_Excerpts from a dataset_
====

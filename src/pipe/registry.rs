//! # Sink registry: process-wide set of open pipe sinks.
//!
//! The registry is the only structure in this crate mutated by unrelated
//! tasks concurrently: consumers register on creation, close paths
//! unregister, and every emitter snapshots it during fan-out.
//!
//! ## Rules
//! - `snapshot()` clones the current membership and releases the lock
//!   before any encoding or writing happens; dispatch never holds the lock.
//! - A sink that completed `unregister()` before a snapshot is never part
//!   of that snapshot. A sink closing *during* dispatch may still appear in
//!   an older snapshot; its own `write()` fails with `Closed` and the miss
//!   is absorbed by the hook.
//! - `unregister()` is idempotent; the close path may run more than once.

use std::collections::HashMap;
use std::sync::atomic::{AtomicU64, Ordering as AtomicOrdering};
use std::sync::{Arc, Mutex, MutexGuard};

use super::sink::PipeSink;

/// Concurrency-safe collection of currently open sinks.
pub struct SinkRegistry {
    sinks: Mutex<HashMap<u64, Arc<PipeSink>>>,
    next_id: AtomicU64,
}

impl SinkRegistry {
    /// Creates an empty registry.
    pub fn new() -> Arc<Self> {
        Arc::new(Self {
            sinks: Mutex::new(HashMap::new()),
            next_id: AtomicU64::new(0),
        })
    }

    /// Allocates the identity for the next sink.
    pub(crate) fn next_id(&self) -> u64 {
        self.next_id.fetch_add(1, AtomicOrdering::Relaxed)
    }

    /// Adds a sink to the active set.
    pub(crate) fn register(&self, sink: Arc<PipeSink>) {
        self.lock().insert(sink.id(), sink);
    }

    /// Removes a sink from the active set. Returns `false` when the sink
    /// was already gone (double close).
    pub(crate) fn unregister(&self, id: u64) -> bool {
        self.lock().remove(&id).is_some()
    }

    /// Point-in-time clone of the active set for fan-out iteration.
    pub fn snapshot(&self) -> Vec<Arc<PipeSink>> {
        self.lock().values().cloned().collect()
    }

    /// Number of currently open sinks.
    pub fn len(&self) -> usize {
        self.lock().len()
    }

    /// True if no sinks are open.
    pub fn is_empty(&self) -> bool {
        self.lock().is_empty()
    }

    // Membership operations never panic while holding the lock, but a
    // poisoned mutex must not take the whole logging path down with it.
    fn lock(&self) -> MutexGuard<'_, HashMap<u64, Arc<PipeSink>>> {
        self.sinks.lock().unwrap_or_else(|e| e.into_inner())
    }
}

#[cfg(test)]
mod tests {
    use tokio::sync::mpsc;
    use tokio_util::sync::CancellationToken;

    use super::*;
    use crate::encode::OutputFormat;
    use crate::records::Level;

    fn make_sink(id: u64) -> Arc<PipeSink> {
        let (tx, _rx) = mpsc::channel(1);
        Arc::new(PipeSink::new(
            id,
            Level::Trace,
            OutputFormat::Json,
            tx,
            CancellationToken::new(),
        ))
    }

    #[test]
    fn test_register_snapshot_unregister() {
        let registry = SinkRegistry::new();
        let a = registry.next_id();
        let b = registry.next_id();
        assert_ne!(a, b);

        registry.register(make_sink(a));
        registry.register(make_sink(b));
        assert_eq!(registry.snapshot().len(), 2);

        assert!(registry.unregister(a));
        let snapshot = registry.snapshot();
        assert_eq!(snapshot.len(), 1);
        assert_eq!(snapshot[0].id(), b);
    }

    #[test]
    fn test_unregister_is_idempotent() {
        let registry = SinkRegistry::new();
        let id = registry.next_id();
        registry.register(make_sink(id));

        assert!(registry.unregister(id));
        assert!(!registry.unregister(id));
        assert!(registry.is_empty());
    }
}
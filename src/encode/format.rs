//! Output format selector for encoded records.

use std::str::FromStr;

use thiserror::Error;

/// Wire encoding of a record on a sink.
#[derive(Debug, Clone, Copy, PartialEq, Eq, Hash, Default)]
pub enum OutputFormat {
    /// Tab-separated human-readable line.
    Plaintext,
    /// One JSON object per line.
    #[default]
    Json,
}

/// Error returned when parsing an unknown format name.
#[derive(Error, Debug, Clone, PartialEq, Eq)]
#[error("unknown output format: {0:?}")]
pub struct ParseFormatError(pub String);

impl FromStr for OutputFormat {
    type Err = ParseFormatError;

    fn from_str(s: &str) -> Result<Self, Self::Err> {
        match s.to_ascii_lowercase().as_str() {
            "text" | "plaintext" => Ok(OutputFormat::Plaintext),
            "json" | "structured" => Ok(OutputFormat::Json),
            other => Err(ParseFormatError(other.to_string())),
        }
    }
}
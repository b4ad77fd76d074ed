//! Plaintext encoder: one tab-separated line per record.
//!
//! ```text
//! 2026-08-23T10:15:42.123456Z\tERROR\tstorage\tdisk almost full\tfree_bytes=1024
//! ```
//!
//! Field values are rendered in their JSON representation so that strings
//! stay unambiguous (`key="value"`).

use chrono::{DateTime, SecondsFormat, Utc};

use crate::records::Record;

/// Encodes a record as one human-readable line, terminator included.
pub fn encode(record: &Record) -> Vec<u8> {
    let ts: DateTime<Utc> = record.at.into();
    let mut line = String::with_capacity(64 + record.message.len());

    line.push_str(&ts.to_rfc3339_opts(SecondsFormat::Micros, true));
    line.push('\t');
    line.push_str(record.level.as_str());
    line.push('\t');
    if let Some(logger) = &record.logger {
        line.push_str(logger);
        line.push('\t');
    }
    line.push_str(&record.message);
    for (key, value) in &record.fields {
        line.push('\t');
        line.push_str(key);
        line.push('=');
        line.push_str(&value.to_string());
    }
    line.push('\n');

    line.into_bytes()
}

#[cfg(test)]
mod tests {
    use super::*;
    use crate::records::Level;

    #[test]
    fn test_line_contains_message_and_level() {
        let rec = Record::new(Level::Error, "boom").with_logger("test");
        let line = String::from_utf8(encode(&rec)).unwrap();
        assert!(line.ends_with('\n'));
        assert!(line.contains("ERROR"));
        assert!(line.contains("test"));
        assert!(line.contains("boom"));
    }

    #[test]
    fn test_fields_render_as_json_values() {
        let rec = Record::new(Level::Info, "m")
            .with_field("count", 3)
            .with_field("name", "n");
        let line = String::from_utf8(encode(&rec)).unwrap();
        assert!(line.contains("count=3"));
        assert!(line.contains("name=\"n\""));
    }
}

====

_Exercise_
Reply with one number only, the count of lines above that hold the string "FromStr".

_Solution to the problem_
2